A l’image, on ne voit que le bol blanc émaillé vu du dessus rempli d’eau, à la place du thé et ses dépôts teintés, puis le plancher sur lequel il est posé et les genoux pliés de celui qui va en boire le contenu. A force de simplicité et de temps donné aux gestes, le cercle blanc miroitant, même saisi par des mains, finit par former une composition géométrique abstraite. A la fin, la nuque d’une blondeur discrète du buveur est le seul indice quant à l’identité de celui qui accomplit ces gestes. Le bol vidé est reposé sur le plancher où sa blancheur immaculée irradie et dans laquelle se réfléchit une fenêtre. Lumière et fenêtre, la culture occidentale serait-elle là contenue ? Sans doute.

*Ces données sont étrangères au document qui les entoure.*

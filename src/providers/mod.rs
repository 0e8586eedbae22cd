// Multi-provider LLM support
//
// This module provides an abstraction layer over the hosted chat APIs the
// tutor can talk to (Gemini, Groq and other OpenAI-compatible endpoints),
// so the session controller drives every provider through one interface.

use async_trait::async_trait;
use thiserror::Error;
use tokio::sync::mpsc;
use uuid::Uuid;

pub mod factory;
pub mod gemini;
pub mod openai;
pub mod retry;
pub mod sse;
pub mod types;

pub use factory::create_provider_from_entry;
pub use retry::{with_retry, RetryPolicy};
pub use types::{
    ContentBlock, Message, ProviderRequest, ProviderResponse, ReplyStream, Role, StreamChunk,
};

use crate::media::TransportEncoding;

/// Errors raised by provider adapters.
#[derive(Error, Debug, Clone)]
pub enum ProviderError {
    #[error("authentication failed: {0}")]
    Auth(String),

    #[error("network error: {0}")]
    Transport(String),

    #[error("{provider} API error {status}: {body}")]
    Api {
        provider: String,
        status: u16,
        body: String,
    },

    #[error("rate limited by provider")]
    RateLimited,

    #[error("provider returned an empty response")]
    EmptyResponse,

    #[error("could not parse provider response: {0}")]
    InvalidResponse(String),
}

impl ProviderError {
    /// Map a non-success HTTP status to an error.
    pub fn from_status(provider: &str, status: u16, body: String) -> Self {
        match status {
            401 | 403 => ProviderError::Auth(format!("{} rejected the API key ({})", provider, status)),
            429 => ProviderError::RateLimited,
            _ => ProviderError::Api {
                provider: provider.to_string(),
                status,
                body,
            },
        }
    }

    /// Worth retrying: network trouble, throttling or a server-side failure.
    pub fn is_transient(&self) -> bool {
        match self {
            ProviderError::Transport(_) | ProviderError::RateLimited => true,
            ProviderError::Api { status, .. } => *status >= 500,
            _ => false,
        }
    }
}

impl From<reqwest::Error> for ProviderError {
    fn from(e: reqwest::Error) -> Self {
        ProviderError::Transport(e.without_url().to_string())
    }
}

/// Whether the provider keeps conversation history for us.
#[derive(Debug, Clone, Copy, PartialEq, Eq)]
pub enum CallingConvention {
    /// A chat handle retains prior exchanges (images included); each call
    /// adds only the new turn to it.
    Stateful,
    /// Every call resends the system instruction and the text-only history.
    Stateless,
}

/// An open multi-turn chat with a stateful provider.
///
/// Created by [`LlmProvider::initialize`], owned by exactly one tutor
/// session, and dropped on reset.
#[derive(Debug, Clone)]
pub struct ChatHandle {
    id: Uuid,
    system_instruction: String,
    history: Vec<Message>,
}

impl ChatHandle {
    pub fn new(system_instruction: impl Into<String>) -> Self {
        Self {
            id: Uuid::new_v4(),
            system_instruction: system_instruction.into(),
            history: Vec::new(),
        }
    }

    pub fn id(&self) -> Uuid {
        self.id
    }

    pub fn system_instruction(&self) -> &str {
        &self.system_instruction
    }

    /// Exchanges recorded so far, oldest first.
    pub fn history(&self) -> &[Message] {
        &self.history
    }

    /// Request carrying the retained history plus `turn`.
    pub fn request_for(&self, turn: Message) -> ProviderRequest {
        let mut messages = self.history.clone();
        messages.push(turn);
        ProviderRequest::new(messages).with_system(self.system_instruction.clone())
    }

    /// Remember a completed exchange. Failed calls are never recorded.
    pub fn record_exchange(&mut self, turn: Message, reply: impl Into<String>) {
        self.history.push(turn);
        self.history.push(Message::assistant(reply));
    }
}

/// Trait for LLM providers
///
/// All adapters (Gemini, Groq, OpenAI-compatible) implement this trait,
/// providing a unified interface for opening a chat and sending turns.
#[async_trait]
pub trait LlmProvider: Send + Sync {
    /// Send a request and wait for the complete response.
    async fn send_message(&self, request: &ProviderRequest) -> Result<ProviderResponse, ProviderError>;

    /// Send a request and stream the response.
    ///
    /// The returned channel yields text deltas and closes when the reply is
    /// complete.
    async fn send_message_stream(&self, request: &ProviderRequest) -> Result<ReplyStream, ProviderError>;

    /// Provider name (e.g. "gemini", "groq")
    fn name(&self) -> &str;

    /// Model used when the request does not name one
    fn default_model(&self) -> &str;

    fn convention(&self) -> CallingConvention;

    /// How images should be attached to requests for this provider
    fn preferred_image_encoding(&self) -> TransportEncoding;

    /// Whether an API key is present at all
    fn credential_configured(&self) -> bool;

    fn supports_streaming(&self) -> bool {
        true
    }

    /// Open a chat for `system_instruction`.
    ///
    /// Stateful providers return a handle; stateless providers return `None`
    /// and expect the system instruction with every request. Fails with
    /// [`ProviderError::Auth`] when no credential is configured.
    async fn initialize(&self, system_instruction: &str) -> Result<Option<ChatHandle>, ProviderError> {
        if !self.credential_configured() {
            return Err(ProviderError::Auth(format!(
                "no API key configured for {}",
                self.name()
            )));
        }

        match self.convention() {
            CallingConvention::Stateful => {
                let handle = ChatHandle::new(system_instruction);
                tracing::debug!(provider = %self.name(), handle = %handle.id(), "Opened chat handle");
                Ok(Some(handle))
            }
            CallingConvention::Stateless => Ok(None),
        }
    }

    /// Send a turn and get its reply as a fragment stream.
    ///
    /// Streaming requests use the provider's streaming endpoint; batch
    /// requests (or providers without streaming) yield a single fragment
    /// holding the whole reply.
    async fn send(&self, request: &ProviderRequest) -> Result<ReplyStream, ProviderError> {
        if request.stream && self.supports_streaming() {
            return self.send_message_stream(request).await;
        }

        let response = self.send_message(request).await?;
        let (tx, rx) = mpsc::channel(2);
        // Capacity 2 holds both items, so these sends cannot fail.
        let _ = tx.send(Ok(StreamChunk::TextDelta(response.text))).await;
        let _ = tx
            .send(Ok(StreamChunk::Done {
                stop_reason: response.stop_reason,
            }))
            .await;
        Ok(rx)
    }
}
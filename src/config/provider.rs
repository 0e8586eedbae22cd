// Provider entry: one configured LLM endpoint

use serde::{Deserialize, Serialize};

/// A single provider entry.
///
/// Serializes with a `type` tag, e.g.:
/// ```toml
/// [[providers]]
/// type = "gemini"
/// api_key = "AIza..."
///
/// [[providers]]
/// type = "groq"
/// api_key = "gsk_..."
/// model = "meta-llama/llama-4-scout-17b-16e-instruct"
/// ```
#[derive(Debug, Clone, Serialize, Deserialize, PartialEq)]
#[serde(tag = "type", rename_all = "lowercase")]
pub enum ProviderEntry {
    Gemini {
        #[serde(default)]
        api_key: String,
        #[serde(default, skip_serializing_if = "Option::is_none")]
        model: Option<String>,
        #[serde(default, skip_serializing_if = "Option::is_none")]
        base_url: Option<String>,
        #[serde(default, skip_serializing_if = "Option::is_none")]
        name: Option<String>,
    },
    Groq {
        #[serde(default)]
        api_key: String,
        #[serde(default, skip_serializing_if = "Option::is_none")]
        model: Option<String>,
        #[serde(default, skip_serializing_if = "Option::is_none")]
        base_url: Option<String>,
        #[serde(default, skip_serializing_if = "Option::is_none")]
        name: Option<String>,
    },
    Openai {
        #[serde(default)]
        api_key: String,
        #[serde(default, skip_serializing_if = "Option::is_none")]
        model: Option<String>,
        #[serde(default, skip_serializing_if = "Option::is_none")]
        base_url: Option<String>,
        #[serde(default, skip_serializing_if = "Option::is_none")]
        name: Option<String>,
    },
}

impl ProviderEntry {
    /// Entry for `provider_type` with only a key set.
    pub fn from_key(provider_type: &str, api_key: String) -> Option<Self> {
        let entry = match provider_type {
            "gemini" => Self::Gemini {
                api_key,
                model: None,
                base_url: None,
                name: None,
            },
            "groq" => Self::Groq {
                api_key,
                model: None,
                base_url: None,
                name: None,
            },
            "openai" => Self::Openai {
                api_key,
                model: None,
                base_url: None,
                name: None,
            },
            _ => return None,
        };
        Some(entry)
    }

    /// Human-readable name for display.
    pub fn display_name(&self) -> &str {
        match self {
            Self::Gemini { name, .. } => name.as_deref().unwrap_or("Gemini"),
            Self::Groq { name, .. } => name.as_deref().unwrap_or("Groq"),
            Self::Openai { name, .. } => name.as_deref().unwrap_or("OpenAI"),
        }
    }

    /// Short provider-type tag (e.g. "gemini", "groq").
    pub fn provider_type(&self) -> &'static str {
        match self {
            Self::Gemini { .. } => "gemini",
            Self::Groq { .. } => "groq",
            Self::Openai { .. } => "openai",
        }
    }

    pub fn api_key(&self) -> &str {
        match self {
            Self::Gemini { api_key, .. } | Self::Groq { api_key, .. } | Self::Openai { api_key, .. } => {
                api_key
            }
        }
    }

    /// Replace the API key (e.g. one corrected at runtime).
    pub fn set_api_key(&mut self, key: impl Into<String>) {
        match self {
            Self::Gemini { api_key, .. } | Self::Groq { api_key, .. } | Self::Openai { api_key, .. } => {
                *api_key = key.into();
            }
        }
    }

    /// Optional model override.
    pub fn model(&self) -> Option<&str> {
        match self {
            Self::Gemini { model, .. } | Self::Groq { model, .. } | Self::Openai { model, .. } => {
                model.as_deref()
            }
        }
    }

    pub fn set_model(&mut self, new_model: impl Into<String>) {
        match self {
            Self::Gemini { model, .. } | Self::Groq { model, .. } | Self::Openai { model, .. } => {
                *model = Some(new_model.into());
            }
        }
    }

    /// Whether `selector` names this entry, by type tag or display name.
    pub fn matches(&self, selector: &str) -> bool {
        self.provider_type().eq_ignore_ascii_case(selector) || self.display_name().eq_ignore_ascii_case(selector)
    }
}
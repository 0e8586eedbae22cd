// Errors surfaced by the tutor session to the shell

use thiserror::Error;

use crate::media::MediaError;
use crate::providers::ProviderError;

/// Errors returned by [`TutorSession`](super::TutorSession) handlers.
///
/// Failed model calls are not errors at this level: they become assistant
/// turns in the conversation.
#[derive(Error, Debug)]
pub enum TutorError {
    /// Initialization failed because the credential is missing or rejected.
    #[error("no se pudo configurar el proveedor: {0}")]
    Credential(String),

    /// Input arrived while the session could not accept it.
    #[error("el tutor no está listo: {0}")]
    NotReady(String),

    /// The uploaded image was rejected; nothing was sent.
    #[error("no se pudo usar la imagen: {0}")]
    ImageDecode(#[from] MediaError),

    /// Initialization failed for a reason other than the credential.
    #[error(transparent)]
    Provider(#[from] ProviderError),
}

impl TutorError {
    /// Whether a corrected credential could fix this.
    pub fn is_credential(&self) -> bool {
        matches!(self, TutorError::Credential(_))
    }
}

Ici, le temps était celui de la cérémonie. Ailleurs, le rituel est moins manifeste, mais l’attente est une autre forme de suspension du temps, pour parvenir à celui de la transcendance, celui habité par une forme de spiritualité qui relève d’un autre espace.
Aussi, l’espace dans les films de Rebecca Digne est-t-il caractérisé par son peu de profondeur de champ, comme pour signifier ce hors-champ intérieur, l’attente de quelque chose de plus grand, à l’image de cette jeune femme qui s’avère être seule dans une salle de cinéma éclairée (« Kino-peinture », 2008). Tournée vers l’arrière de la salle, en alerte, elle exprime une inquiétude allant parfois jusqu’à l’effroi. On pense aussi, dans une version moins haletante, au Christ dans les bois de « Mains» (2010) ou encore à « Jeanne » (2008) qui entretien le même rapport à la lumière que « La cérémonie du thé ».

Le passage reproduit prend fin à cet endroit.